In his latest strategy report, Desai notes that India's trailing 12-month equity performance represents the worst in the country's recorded history on a relative basis. However, this creates a compelling opportunity as valuation metrics approach past trough levels that have historically preceded strong market phases.

Valuation Indicators: Current Status
Equity vs Bonds: Favorable for first time in 5 years
Modified Earnings Yield Gap: Approaching historical trough levels
Relative Performance: Worst in recorded history
Target Sensex P/E: 23.50 times (vs 25-year avg of 22x)

Morgan Stanley's analysis indicates that key relative gauges comparing equity valuations with short-term interest rates have "turned up" after several years, implying stocks are now inexpensive versus cash and bonds.

Earnings Growth and Macro Support

The investment bank expects a "sharp turn" in earnings growth, forecasting Sensex earnings to compound at 17% annually through FY28 in the base case scenario. This optimistic outlook is supported by an explicit reflation effort from the Reserve Bank of India and government initiatives.

Growth Drivers: Details
Sensex Earnings CAGR: 17% through FY28
Policy Support: Rate cuts, CRR cuts, deregulation
Fiscal Measures: ₹1.50 trillion GST rate cuts
Capex Strategy: Front-loaded government spending

Multiple macro indicators that historically lead equity returns have swung into positive territory, including bullish yield curve steepening, rising money multiplier, and widening gap between nominal GDP growth and policy rates.

Target Scenarios and Strategic Positioning

Morgan Stanley's December 2026 base-case Sensex target of 95,000 embeds a trailing P/E of 23.50 times, modestly above the 25-year average. The firm has also outlined alternative scenarios based on varying market conditions.

Scenario Analysis: Sensex Target Key Assumptions
Bull Case: 1,07,000 Oil below $60, successful reflation
Base Case: 95,000 Current policy trajectory
Bear Case: 76,000 Higher oil, tighter RBI policy

Sector Strategy and Investment Approach

The brokerage recommends focusing on domestic cyclicals over defensives and external-facing sectors. Foreign portfolio investor exposure to India has weakened over the past four years, making the market a potential "pain trade" if global funds rotate back.

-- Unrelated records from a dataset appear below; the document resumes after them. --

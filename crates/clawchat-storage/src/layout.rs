//! On-disk layout of a gateway data directory.
//!
//! ```text
//! <root>/
//!   gateway-config.json
//!   daemon.pid
//!   clawchat.sock
//!   identities/
//!     <principal>/
//!       identity.enc
//!       inbox.json
//!       outbox.json
//!       peers.json
//! ```
//!
//! The legacy single-identity layout keeps the same files directly
//! under `<root>` with no `identities/<principal>/` level.

use std::path::{Path, PathBuf};

use clawchat_types::Principal;

/// File names inside an identity directory.
pub const INBOX_FILE: &str = "inbox.json";
/// File names inside an identity directory.
pub const OUTBOX_FILE: &str = "outbox.json";
/// File names inside an identity directory.
pub const PEERS_FILE: &str = "peers.json";

/// Resolved paths under one gateway data root.
#[derive(Clone, Debug)]
pub struct DataLayout {
    root: PathBuf,
}

impl DataLayout {
    /// Wraps an explicit data root.
    pub fn new(root: impl Into<PathBuf>) -> Self {
        Self { root: root.into() }
    }

    /// The default per-user root: `$CLAWCHAT_HOME`, else `~/.clawchat`.
    pub fn default_root() -> Self {
        if let Ok(dir) = std::env::var("CLAWCHAT_HOME") {
            if !dir.is_empty() {
                return Self::new(dir);
            }
        }
        let root = dirs::home_dir()
            .map(|home| home.join(".clawchat"))
            .unwrap_or_else(|| PathBuf::from(".clawchat"));
        Self::new(root)
    }

    /// The data root itself.
    pub fn root(&self) -> &Path {
        &self.root
    }

    /// `gateway-config.json`.
    pub fn config_path(&self) -> PathBuf {
        self.root.join("gateway-config.json")
    }

    /// `daemon.pid`.
    pub fn pid_path(&self) -> PathBuf {
        self.root.join("daemon.pid")
    }

    /// The IPC socket endpoint.
    pub fn socket_path(&self) -> PathBuf {
        self.root.join("clawchat.sock")
    }

    /// The `identities/` container directory.
    pub fn identities_dir(&self) -> PathBuf {
        self.root.join("identities")
    }

    /// The directory holding one identity's files.
    ///
    /// In the legacy single-identity layout this is the root itself.
    pub fn identity_dir(&self, principal: &Principal) -> PathBuf {
        if self.is_legacy() {
            self.root.clone()
        } else {
            self.identities_dir().join(principal.as_str())
        }
    }

    /// Directory for an identity that is being created (always the
    /// multi-identity location; new identities never extend the
    /// legacy layout).
    pub fn new_identity_dir(&self, principal: &Principal) -> PathBuf {
        self.identities_dir().join(principal.as_str())
    }

    /// True when the root follows the legacy single-identity layout:
    /// an `identity.enc` at the root and no `identities/` directory.
    pub fn is_legacy(&self) -> bool {
        self.root.join("identity.enc").is_file() && !self.identities_dir().is_dir()
    }

    /// Lists principals with identity directories on disk.
    pub fn stored_principals(&self) -> Vec<Principal> {
        let mut out = Vec::new();
        let Ok(entries) = std::fs::read_dir(self.identities_dir()) else {
            return out;
        };
        for entry in entries.flatten() {
            let name = entry.file_name();
            if let Some(name) = name.to_str() {
                if let Ok(principal) = Principal::parse(name) {
                    if entry.path().join("identity.enc").is_file() {
                        out.push(principal);
                    }
                }
            }
        }
        out.sort();
        out
    }
}

#[cfg(test)]
mod tests {
    use super::*;

    fn principal() -> Principal {
        Principal::local_from_public_key(&[0x42; 32])
    }

    #[test]
    fn multi_identity_paths() {
        let layout = DataLayout::new("/tmp/claw-test");
        let dir = layout.identity_dir(&principal());
        assert!(dir.starts_with("/tmp/claw-test/identities"));
        assert!(dir.ends_with(principal().as_str()));
        assert_eq!(layout.socket_path(), Path::new("/tmp/claw-test/clawchat.sock"));
    }

    #[test]
    fn legacy_layout_detected() {
        let tmp = tempfile::tempdir().expect("tempdir");
        let layout = DataLayout::new(tmp.path());
        assert!(!layout.is_legacy());

        std::fs::write(tmp.path().join("identity.enc"), b"x").expect("write");
        assert!(layout.is_legacy());
        assert_eq!(layout.identity_dir(&principal()), tmp.path());

        // Presence of identities/ flips back to the modern layout.
        std::fs::create_dir_all(layout.identities_dir()).expect("mkdir");
        assert!(!layout.is_legacy());
    }

    #[test]
    fn stored_principals_lists_valid_dirs_only() {
        let tmp = tempfile::tempdir().expect("tempdir");
        let layout = DataLayout::new(tmp.path());

        let p = principal();
        let dir = layout.new_identity_dir(&p);
        std::fs::create_dir_all(&dir).expect("mkdir");
        std::fs::write(dir.join("identity.enc"), b"x").expect("write");

        // A directory that is not a principal is skipped.
        std::fs::create_dir_all(layout.identities_dir().join("junk")).expect("mkdir");
        // A principal directory without an identity file is skipped.
        std::fs::create_dir_all(
            layout
                .identities_dir()
                .join(Principal::local_from_public_key(&[0x01; 32]).as_str()),
        )
        .expect("mkdir");

        assert_eq!(layout.stored_principals(), vec![p]);
    }
}
//! Commands into the gateway event loop.
//!
//! The IPC server, the WebSocket bridge, and tests all drive the
//! gateway through this channel-based API: one [`GatewayCommand`] in,
//! one `oneshot` reply out. The event loop is the only task that
//! touches gateway state.

use serde::Serialize;
use tokio::sync::oneshot;

use clawchat_types::{Message, MessageId, PeerRecord, Principal, Result, Timestamp};

use clawchat_protocol::PxRecord;

/// A peer book record plus its live connection state.
#[derive(Clone, Debug, Serialize)]
pub struct PeerInfo {
    /// The stored record.
    #[serde(flatten)]
    pub record: PeerRecord,
    /// True when an authenticated session to this principal exists.
    pub connected: bool,
}

/// `status` command payload.
#[derive(Clone, Debug, Serialize)]
#[serde(rename_all = "camelCase")]
pub struct StatusInfo {
    /// Principal of the selected identity.
    pub principal: Principal,
    /// The transport peer id.
    pub peer_id: String,
    /// Configured P2P port.
    pub p2p_port: u16,
    /// Active listen addresses.
    pub multiaddrs: Vec<String>,
    /// Principals with authenticated sessions on the selected identity.
    pub connected_peers: Vec<Principal>,
    /// Inbox size of the selected identity.
    pub inbox_count: usize,
    /// Outbox size of the selected identity.
    pub outbox_count: usize,
    /// All loaded principals.
    pub loaded_identities: Vec<Principal>,
}

/// One request into the event loop.
pub enum GatewayCommand {
    /// Queue an outbound message and attempt immediate delivery.
    Send {
        /// `--as` selector (nick or principal); default identity when
        /// absent.
        as_identity: Option<String>,
        /// Recipient principal string.
        to: String,
        /// Message body.
        content: String,
        /// Replies with the generated message id.
        reply: oneshot::Sender<Result<MessageId>>,
    },
    /// Inbox entries newer than `since` plus the resolved principal —
    /// the first half of the `recv` long-poll.
    Recv {
        as_identity: Option<String>,
        since: Timestamp,
        reply: oneshot::Sender<Result<(Principal, Vec<Message>)>>,
    },
    /// Full inbox snapshot.
    Inbox {
        as_identity: Option<String>,
        reply: oneshot::Sender<Result<Vec<Message>>>,
    },
    /// Full outbox snapshot.
    Outbox {
        as_identity: Option<String>,
        reply: oneshot::Sender<Result<Vec<Message>>>,
    },
    /// Peer book with live `connected` flags.
    Peers {
        as_identity: Option<String>,
        reply: oneshot::Sender<Result<Vec<PeerInfo>>>,
    },
    /// Add or extend a peer record.
    PeerAdd {
        as_identity: Option<String>,
        principal: String,
        address: Option<String>,
        alias: Option<String>,
        /// PX-1 sharing class: "public", "friends", or "private".
        visibility: Option<String>,
        reply: oneshot::Sender<Result<()>>,
    },
    /// Remove a peer record.
    PeerRemove {
        as_identity: Option<String>,
        principal: String,
        reply: oneshot::Sender<Result<()>>,
    },
    /// Best-effort PX-1 resolve of a principal's contact record.
    PeerResolve {
        as_identity: Option<String>,
        principal: String,
        /// Restrict the query to the session with this remote.
        through: Option<String>,
        reply: oneshot::Sender<Result<Option<PxRecord>>>,
    },
    /// Daemon status for one identity.
    Status {
        as_identity: Option<String>,
        reply: oneshot::Sender<Result<StatusInfo>>,
    },
    /// Active listen addresses.
    Multiaddrs {
        reply: oneshot::Sender<Result<Vec<String>>>,
    },
    /// Dial a multi-address and authenticate as the default identity.
    Connect {
        multiaddr: String,
        reply: oneshot::Sender<Result<Principal>>,
    },
    /// Begin orderly shutdown.
    Stop,
}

Sector Positioning: Rating Investment Rationale
Financials: Overweight Domestic recovery beneficiary
Consumer Discretionary: Overweight Mass consumption revival
Industrials: Overweight Capex cycle upturn
Energy: Underweight Structural headwinds
Materials: Underweight Limited growth prospects
Utilities: Underweight Policy challenges
Healthcare: Underweight Sector-specific pressures

Morgan Stanley's composite sentiment indicator, combining flows, volatility, breadth, and momentum, has moved into the buy zone - historically a contrarian signal preceding above-average returns. The structural case for valuation re-rating rests on falling oil intensity in GDP, rising export share in services, and ongoing fiscal consolidation supporting lower real rates and reduced macro volatility.